What is needed:
Find the word "return" in the records and copy every line where it occurs.

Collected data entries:

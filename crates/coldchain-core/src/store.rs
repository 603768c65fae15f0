use std::io::Write;
use std::path::{Path, PathBuf};

use serde::de::DeserializeOwned;
use serde::Serialize;

use coldchain_types::error::{ColdchainError, Result};

/// Serialize `value` and atomically replace `path` with it.
///
/// The data is written to a temp file in the same directory, fsynced and
/// renamed over the target, so readers see either the old or the new
/// document and never a torn one.
pub fn write_json_atomic<T: Serialize>(path: &Path, value: &T) -> Result<()> {
    let data = serde_json::to_vec_pretty(value)?;
    write_atomic(path, &data)
}

pub fn write_atomic(path: &Path, data: &[u8]) -> Result<()> {
    let dir = path
        .parent()
        .ok_or_else(|| ColdchainError::Other(format!("no parent for {}", path.display())))?;
    std::fs::create_dir_all(dir)?;
    let mut tmp = tempfile::NamedTempFile::new_in(dir)?;
    tmp.write_all(data)?;
    tmp.as_file().sync_all()?;
    tmp.persist(path).map_err(|e| e.error)?;
    sync_dir(dir);
    Ok(())
}

/// Read a JSON state file. A missing file is `None`; anything unreadable or
/// unparseable is `CorruptState` naming the file.
pub fn read_json_optional<T: DeserializeOwned>(path: &Path) -> Result<Option<T>> {
    let data = match std::fs::read(path) {
        Ok(data) => data,
        Err(e) if e.kind() == std::io::ErrorKind::NotFound => return Ok(None),
        Err(e) => return Err(ColdchainError::corrupt(path, e)),
    };
    serde_json::from_slice(&data)
        .map(Some)
        .map_err(|e| ColdchainError::corrupt(path, e))
}

/// Paths of the files inside a state directory.
#[derive(Debug, Clone)]
pub struct StatePaths {
    root: PathBuf,
}

impl StatePaths {
    pub fn new(root: impl Into<PathBuf>) -> Self {
        Self { root: root.into() }
    }

    pub fn root(&self) -> &Path {
        &self.root
    }

    pub fn catalog(&self) -> PathBuf {
        self.root.join("catalog.json")
    }

    pub fn ledger(&self) -> PathBuf {
        self.root.join("ledger.json")
    }

    pub fn inventory(&self) -> PathBuf {
        self.root.join("inventory.json")
    }

    pub fn markers(&self) -> PathBuf {
        self.root.join("markers")
    }
}

#[cfg(unix)]
fn sync_dir(dir: &Path) {
    if let Ok(handle) = std::fs::File::open(dir) {
        let _ = handle.sync_all();
    }
}

#[cfg(not(unix))]
fn sync_dir(_dir: &Path) {}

Response:
        Err(e) if e.kind() == std::io::ErrorKind::NotFound => return Ok(None),
        Err(e) => return Err(ColdchainError::corrupt(path, e)),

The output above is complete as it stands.